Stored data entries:
=== Section Start ===

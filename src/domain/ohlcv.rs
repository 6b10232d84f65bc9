//! OHLC bars and the window snapshot handed to consumers.

use crate::domain::period::Period;
use chrono::NaiveDateTime;
use std::fmt;
use std::str::FromStr;

/// Which bar field a single-series indicator reads.
#[derive(Debug, Clone, Copy, PartialEq, Eq, Hash, Default)]
pub enum AppliedPrice {
    Open,
    High,
    Low,
    #[default]
    Close,
}

impl fmt::Display for AppliedPrice {
    fn fmt(&self, f: &mut fmt::Formatter<'_>) -> fmt::Result {
        let s = match self {
            AppliedPrice::Open => "open",
            AppliedPrice::High => "high",
            AppliedPrice::Low => "low",
            AppliedPrice::Close => "close",
        };
        write!(f, "{}", s)
    }
}

impl FromStr for AppliedPrice {
    type Err = String;

    fn from_str(s: &str) -> Result<Self, Self::Err> {
        match s.trim().to_ascii_lowercase().as_str() {
            "open" => Ok(AppliedPrice::Open),
            "high" => Ok(AppliedPrice::High),
            "low" => Ok(AppliedPrice::Low),
            "close" => Ok(AppliedPrice::Close),
            other => Err(format!(
                "unknown applied price: {other} (expected open, high, low or close)"
            )),
        }
    }
}

#[derive(Debug, Clone, Copy, PartialEq)]
pub struct Bar {
    pub time: NaiveDateTime,
    pub open: f64,
    pub high: f64,
    pub low: f64,
    pub close: f64,
}

impl Bar {
    /// (high + low + close) / 3
    pub fn typical_price(&self) -> f64 {
        (self.high + self.low + self.close) / 3.0
    }

    /// max(high - low, |high - prev_close|, |low - prev_close|)
    pub fn true_range(&self, prev_close: f64) -> f64 {
        let hl = self.high - self.low;
        let hc = (self.high - prev_close).abs();
        let lc = (self.low - prev_close).abs();
        hl.max(hc).max(lc)
    }

    pub fn price(&self, applied: AppliedPrice) -> f64 {
        match applied {
            AppliedPrice::Open => self.open,
            AppliedPrice::High => self.high,
            AppliedPrice::Low => self.low,
            AppliedPrice::Close => self.close,
        }
    }

    pub fn is_up(&self) -> bool {
        self.close >= self.open
    }

    /// Fold one traded price into a forming bar.
    pub fn apply_tick(&mut self, price: f64) {
        self.high = self.high.max(price);
        self.low = self.low.min(price);
        self.close = price;
    }
}

/// Checks that every bar starts a `period` bucket and that times strictly increase.
///
/// Returns a human-readable reason on the first violation.
pub fn validate_series(period: Period, bars: &[Bar]) -> Result<(), String> {
    let mut prev: Option<NaiveDateTime> = None;
    for bar in bars {
        if !period.is_aligned(bar.time) {
            return Err(format!("bar at {} is not aligned to {}", bar.time, period));
        }
        if let Some(p) = prev {
            if bar.time <= p {
                return Err(format!("bar at {} does not follow {}", bar.time, p));
            }
        }
        prev = Some(bar.time);
    }
    Ok(())
}

/// Column-wise copy of the feed window. Consumers never see the live buffer.
#[derive(Debug, Clone, Default, PartialEq)]
pub struct Bars {
    pub times: Vec<NaiveDateTime>,
    pub opens: Vec<f64>,
    pub highs: Vec<f64>,
    pub lows: Vec<f64>,
    pub closes: Vec<f64>,
}

impl Bars {
    pub fn from_bars(bars: &[Bar]) -> Self {
        let mut out = Bars {
            times: Vec::with_capacity(bars.len()),
            opens: Vec::with_capacity(bars.len()),
            highs: Vec::with_capacity(bars.len()),
            lows: Vec::with_capacity(bars.len()),
            closes: Vec::with_capacity(bars.len()),
        };
        for bar in bars {
            out.times.push(bar.time);
            out.opens.push(bar.open);
            out.highs.push(bar.high);
            out.lows.push(bar.low);
            out.closes.push(bar.close);
        }
        out
    }

    pub fn len(&self) -> usize {
        self.times.len()
    }

    pub fn is_empty(&self) -> bool {
        self.times.is_empty()
    }

    pub fn get(&self, index: usize) -> Option<Bar> {
        Some(Bar {
            time: *self.times.get(index)?,
            open: *self.opens.get(index)?,
            high: *self.highs.get(index)?,
            low: *self.lows.get(index)?,
            close: *self.closes.get(index)?,
        })
    }

    pub fn last(&self) -> Option<Bar> {
        self.len().checked_sub(1).and_then(|i| self.get(i))
    }

    pub fn last_time(&self) -> Option<NaiveDateTime> {
        self.times.last().copied()
    }

    pub fn last_close(&self) -> Option<f64> {
        self.closes.last().copied()
    }

    /// The trailing `n` bars (all of them if fewer are held).
    pub fn tail(&self, n: usize) -> Bars {
        let start = self.len().saturating_sub(n);
        Bars {
            times: self.times[start..].to_vec(),
            opens: self.opens[start..].to_vec(),
            highs: self.highs[start..].to_vec(),
            lows: self.lows[start..].to_vec(),
            closes: self.closes[start..].to_vec(),
        }
    }

    pub fn iter(&self) -> impl Iterator<Item = Bar> + '_ {
        (0..self.len()).filter_map(move |i| self.get(i))
    }

    pub fn to_vec(&self) -> Vec<Bar> {
        self.iter().collect()
    }
}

=== Section End ===

## How to complete this task
For every line in the data above that holds "opens", return the line itself.

## Result of this exercise
    pub opens: Vec<f64>,
            opens: Vec::with_capacity(bars.len()),
            out.opens.push(bar.open);
            open: *self.opens.get(index)?,
            opens: self.opens[start..].to_vec(),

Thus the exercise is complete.